Gérard, Zhou, Wu, Kamo, Choi, Kim show increased risk of acute kidney injury with remdesivir. Leo, Briciu, Muntean, Petrov show increased risk of liver injury with remdesivir.

Remdesivir efficacy disappears with longer followup. Mixed-effects meta-regression of efficacy as a function of followup duration across all remdesivir studies shows decreasing efficacy with longer followup11. This may reflect antiviral efficacy being offset by serious adverse effects of treatment.
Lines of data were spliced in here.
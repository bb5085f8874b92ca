//! Loosely-typed parameter values.
//!
//! Request parameters arrive with mixed shapes: a language tag is a string,
//! an enhancement toggle is a boolean, forward-compatible extension fields
//! may be nested objects. [`JsonValue`] models that union explicitly.
//! Deserialisation tries the variants in declaration order, so a JSON
//! string `"true"` stays a string rather than collapsing into a boolean.
//! Arrays and floating-point numbers have no variant and fail to decode,
//! which matches the accepted parameter shapes.

use std::collections::BTreeMap;

use serde::{Deserialize, Serialize};

/// A single protocol parameter value.
///
/// Variant order is load-bearing: serde's untagged deserialiser attempts
/// `String`, then `Bool`, then `Integer`, then `Object`, taking the first
/// interpretation that fits.
#[derive(Debug, Clone, PartialEq, Eq, Serialize, Deserialize)]
#[serde(untagged)]
pub enum JsonValue {
    /// A JSON string.
    String(String),
    /// A JSON boolean.
    Bool(bool),
    /// A JSON integer. Floats are rejected at decode time.
    Integer(i64),
    /// A nested JSON object, representable at any depth.
    Object(BTreeMap<String, JsonValue>),
}

impl JsonValue {
    /// Returns the string payload when this value is a string.
    #[must_use]
    pub fn as_str(&self) -> Option<&str> {
        match self {
            Self::String(value) => Some(value),
            _ => None,
        }
    }

    /// Returns the boolean payload when this value is a boolean.
    #[must_use]
    pub const fn as_bool(&self) -> Option<bool> {
        match self {
            Self::Bool(value) => Some(*value),
            _ => None,
        }
    }

    /// Returns the integer payload when this value is an integer.
    #[must_use]
    pub const fn as_integer(&self) -> Option<i64> {
        match self {
            Self::Integer(value) => Some(*value),
            _ => None,
        }
    }

    /// Returns the object payload when this value is an object.
    #[must_use]
    pub const fn as_object(&self) -> Option<&BTreeMap<String, JsonValue>> {
        match self {
            Self::Object(value) => Some(value),
            _ => None,
        }
    }
}

impl From<&str> for JsonValue {
    fn from(value: &str) -> Self {
        Self::String(value.to_owned())
    }
}

impl From<bool> for JsonValue {
    fn from(value: bool) -> Self {
        Self::Bool(value)
    }
}

impl From<i64> for JsonValue {
    fn from(value: i64) -> Self {
        Self::Integer(value)
    }
}

#[cfg(test)]
mod tests {
    use super::*;

    fn decode(input: &str) -> Result<JsonValue, serde_json::Error> {
        serde_json::from_str(input)
    }

    #[test]
    fn string_true_decodes_as_string() {
        let value = decode(r#""true""#).expect("decode");
        assert_eq!(value, JsonValue::String("true".to_owned()));
    }

    #[test]
    fn bare_true_decodes_as_bool() {
        let value = decode("true").expect("decode");
        assert_eq!(value, JsonValue::Bool(true));
    }

    #[test]
    fn integer_decodes_as_integer() {
        let value = decode("42").expect("decode");
        assert_eq!(value, JsonValue::Integer(42));
    }

    #[test]
    fn nested_object_decodes_at_depth() {
        let value = decode(r#"{"outer":{"inner":{"leaf":1}}}"#).expect("decode");
        let outer = value.as_object().expect("outer object");
        let inner = outer
            .get("outer")
            .and_then(JsonValue::as_object)
            .expect("inner object");
        let leaf = inner
            .get("inner")
            .and_then(JsonValue::as_object)
            .expect("leaf object");
        assert_eq!(leaf.get("leaf"), Some(&JsonValue::Integer(1)));
    }

    #[test]
    fn float_is_rejected() {
        assert!(decode("1.5").is_err());
    }

    #[test]
    fn array_is_rejected() {
        assert!(decode(r#"["a","b"]"#).is_err());
    }

    #[test]
    fn null_is_rejected() {
        assert!(decode("null").is_err());
    }

    #[test]
    fn round_trips_every_variant() {
        let mut object = BTreeMap::new();
        object.insert("name".to_owned(), JsonValue::from("ocr"));
        object.insert("enabled".to_owned(), JsonValue::from(true));
        object.insert("count".to_owned(), JsonValue::from(-7_i64));

        let values = [
            JsonValue::from("hello"),
            JsonValue::from(false),
            JsonValue::from(123_i64),
            JsonValue::Object(object),
        ];

        for value in values {
            let encoded = serde_json::to_string(&value).expect("encode");
            let decoded: JsonValue = serde_json::from_str(&encoded).expect("decode");
            assert_eq!(decoded, value, "round trip failed for {encoded}");
        }
    }

    #[test]
    fn accessors_match_only_their_variant() {
        let value = JsonValue::from("text");
        assert_eq!(value.as_str(), Some("text"));
        assert_eq!(value.as_bool(), None);
        assert_eq!(value.as_integer(), None);
        assert!(value.as_object().is_none());
    }
}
Standard of Care (SOC) for COVID-19 in the study country, the USA, is very poor with very low average efficacy for approved treatments12. Only expensive, high-profit treatments were approved. Low-cost treatments were excluded, reducing the probability of treatment—especially early—due to access and cost barriers, and eliminating complementary and synergistic benefits seen with many low-cost treatments.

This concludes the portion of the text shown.